JH writes: I run a small business that has been trading successfully for 25 years. My friend has held a 25% shareholding in the company since it began, but would now like to sell his stake. Having agreed a price for the shares, I was planning to purchase them myself over a period of time. However, my friend has suggested that the company invests in itself and purchases the shares in the same way as it would if investing in a quoted company. The logic is that the value of the company will stay the same, but this does not make sense to me or feel right. Please can you explain how this would work?
Your friend’s understanding of what happens when a company buys its own shares is not correct, writes Chris Lane, a partner at Kingston Smith LLP.

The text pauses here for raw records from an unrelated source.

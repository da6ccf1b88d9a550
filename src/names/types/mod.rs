//! Type, namespace and assembly names.
//!
//! [`TypeName`] is the central view: member, parameter and local-variable names all embed type
//! identifiers in brackets and hand them to [`TypeName::new`] on access. [`NamespaceName`] and
//! [`AssemblyName`] are derived from a type and can also be decoded on their own.
//!
//! The [`predefined`] table lists the runtime types with C# keyword aliases; producers never mark
//! these with a kind prefix, so value-type detection consults the table.

mod assembly;
mod namespace;
pub mod predefined;
mod typename;

pub use assembly::{AssemblyName, AssemblyVersion};
pub use namespace::NamespaceName;
pub use predefined::{PredefinedType, PREDEFINED_TYPES};
pub use typename::TypeName;

pub(crate) use typename::generic_arguments;
//! CoRe names and the translation into them.
//!
//! CoRe names are a compact, JVM-descriptor-like notation for types, methods and fields used by
//! usage-pattern tooling. Unlike the rich names in [`crate::names`], CoRe names are validated
//! eagerly: a value only exists if its string matches the pattern of its kind.
//!
//! # Key Components
//!
//! - [`CoReTypeName`], [`CoReMethodName`], [`CoReFieldName`] - Validated names per kind
//! - [`CoReMemberName`] - A method or field name whose kind is known only at runtime
//! - [`ToCoReName`] - Translation from the rich names
//!
//! # Examples
//!
//! ```rust
//! use dotnames::{core::ToCoReName, names::MethodName};
//!
//! let ctor = MethodName::new(
//!     "[System.Void, mscorlib, 4.0.0.0] [My.Type, A, 1.0.0.0]..ctor([System.Int32, mscorlib, 4.0.0.0] size)",
//! );
//! let core = ctor.to_core_name()?;
//! assert_eq!(core.name(), "LMy/Type.<init>(LSystem/Int32;)LSystem/Void;");
//! # Ok::<(), dotnames::Error>(())
//! ```

mod names;
mod translate;

pub use names::{CoReFieldName, CoReMemberName, CoReMethodName, CoReTypeName};
pub use translate::ToCoReName;
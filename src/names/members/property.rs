//! Property and indexer names.
//!
//! ```text
//! [set " "][get " "][static " "] "[" property-type "] [" declaring-type "]." name ["(" parameters ")"]
//! ```
//!
//! The `get` and `set` modifiers record which accessors the property declares. Indexers carry
//! their parameters in a trailing list, e.g. `get [T, A] [D, A].Item([System.Int32, mscorlib, 4.0.0.0] i)`.

use crate::{
    names::{
        members::shape::{is_plain_member_name, name_section, MemberShape, ParameterList},
        parameter::parse_parameter_list,
        MemberModifiers, NameKind, ParameterName,
    },
    Result,
};

name_value! {
    /// The name of a property or indexer.
    PropertyName, NameKind::Property, "[?] [?].???", is_property_identifier
}

member_accessors!(PropertyName);

pub(crate) fn is_property_identifier(identifier: &str) -> bool {
    let Some(shape) = MemberShape::parse(identifier) else {
        return false;
    };
    match shape.parameter_list(identifier) {
        ParameterList::Absent => is_plain_member_name(shape.name_section(identifier)),
        ParameterList::Present(open, _) => {
            is_plain_member_name(&identifier[shape.name_start..open])
        }
        ParameterList::Misplaced => false,
    }
}

impl PropertyName {
    fn parameter_list(&self) -> Option<(usize, usize)> {
        let s = self.identifier();
        match MemberShape::parse(s)?.parameter_list(s) {
            ParameterList::Present(open, close) => Some((open, close)),
            _ => None,
        }
    }

    /// The property name without indexer parameters, e.g. `Item`.
    #[must_use]
    pub fn name(&self) -> &str {
        let section = name_section(self.identifier());
        match self.parameter_list() {
            Some((open, close)) => &section[..section.len() - (close + 1 - open)],
            None => section,
        }
    }

    /// Same as [`PropertyName::name`].
    #[must_use]
    pub fn full_name(&self) -> &str {
        self.name()
    }

    /// Whether the property declares a getter.
    #[must_use]
    pub fn has_getter(&self) -> bool {
        self.modifier_flags().contains(MemberModifiers::GET)
    }

    /// Whether the property declares a setter.
    #[must_use]
    pub fn has_setter(&self) -> bool {
        self.modifier_flags().contains(MemberModifiers::SET)
    }

    /// Whether the property is an indexer, i.e. carries a parameter list.
    #[must_use]
    pub fn is_indexer(&self) -> bool {
        self.parameter_list().is_some()
    }

    /// The indexer parameters; empty for plain properties and for lists that cannot be decoded.
    #[must_use]
    pub fn parameters(&self) -> Vec<ParameterName> {
        self.try_parameters().unwrap_or_else(|error| {
            log::debug!("dropping parameters of '{}': {}", self.identifier(), error);
            Vec::new()
        })
    }

    /// The indexer parameters, failing on fragments that are not parameters.
    ///
    /// # Errors
    /// Returns [`crate::Error::Malformed`] if a fragment of the list is not a parameter.
    pub fn try_parameters(&self) -> Result<Vec<ParameterName>> {
        match self.parameter_list() {
            Some((open, close)) => parse_parameter_list(self.identifier(), open, close),
            None => Ok(Vec::new()),
        }
    }

    /// Whether the indexer has at least one parameter.
    #[must_use]
    pub fn has_parameters(&self) -> bool {
        !self.parameters().is_empty()
    }
}

#[cfg(test)]
mod tests {
    use super::*;

    #[test]
    fn test_property_accessors() {
        let uut = PropertyName::new(
            "set get static [System.Int32, mscorlib, 4.0.0.0] [My.Type, A, 1.0.0.0].Count",
        );
        assert!(uut.has_getter());
        assert!(uut.has_setter());
        assert!(uut.is_static());
        assert!(!uut.is_indexer());
        assert_eq!(uut.name(), "Count");
        assert!(uut.parameters().is_empty());

        let read_only = PropertyName::new("get [System.Int32, mscorlib, 4.0.0.0] [My.Type, A, 1.0.0.0].Count");
        assert!(read_only.has_getter());
        assert!(!read_only.has_setter());
    }

    #[test]
    fn test_modifier_order_is_irrelevant() {
        let a = PropertyName::new("static get set [V, A] [D, A].P");
        let b = PropertyName::new("set get static [V, A] [D, A].P");
        assert_eq!(a.modifier_flags(), b.modifier_flags());
        assert!(a.has_setter() && a.is_static());
    }

    #[test]
    fn test_indexer() {
        let uut = PropertyName::new(
            "get [System.String, mscorlib, 4.0.0.0] [My.Map, A, 1.0.0.0].Item([System.Int32, mscorlib, 4.0.0.0] index, [K, A] key)",
        );
        assert!(uut.is_indexer());
        assert_eq!(uut.name(), "Item");
        assert!(uut.has_parameters());
        let parameters = uut.parameters();
        assert_eq!(parameters.len(), 2);
        assert_eq!(parameters[0].name(), "index");
        assert_eq!(parameters[1].value_type().identifier(), "K, A");
    }

    #[test]
    fn test_undecodable_indexer_parameters() {
        let uut = PropertyName::new("get [V, A] [D, A].Item(nonsense)");
        assert!(!uut.is_unknown());
        assert!(uut.is_indexer());
        assert!(uut.parameters().is_empty());
        assert!(uut.try_parameters().is_err());
    }

    #[test]
    fn test_unknown_property() {
        let unknown = PropertyName::unknown();
        assert!(unknown.is_unknown());
        assert!(!unknown.has_getter());
        assert!(!unknown.is_indexer());
        assert_eq!(unknown.name(), "???");

        for invalid in ["[V, A] [D, A].P(", "[V, A] [D, A].P()x", "[V, A] [D, A].(a)", "[V, A] [D, A].P Q"] {
            assert!(PropertyName::new(invalid).is_unknown(), "{}", invalid);
        }
    }
}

When a limited company purchases its own shares, instead of the company having an investment in the cost of the shares it intends to buy, the shares bought back are treated as cancelled. So if your company had 100 shares in issue beforehand and then purchased the 25% shareholding, there would only be 75 shares in issue afterwards and you would own 100% of the company. The distributable reserves of the company would be reduced by the cash outlay for the 25% holding, so your shares would have the same market value as they did before the transaction (assuming the price paid for your friend’s shares was equivalent to their market value).
The company’s articles of association need to be checked to make sure there is nothing to prohibit the buy back of its own shares and, if you wish to proceed, you would then need to follow a relatively straightforward procedure, including the preparation of a purchase agreement and the passing of a special resolution of the company approving such an agreement.
In terms of financing the purchase, should the company not have sufficient distributable reserves to fund the price agreed, and assuming it is a private company, the shares could be bought back out of capital. However, that involves a more complicated procedure and specific advice.
The nominal value of the shares purchased would be transferred to a capital redemption reserve fund.
There would also be stamp duty to pay on the purchase price of the shares at 0.5%, provided the consideration is above £1,000.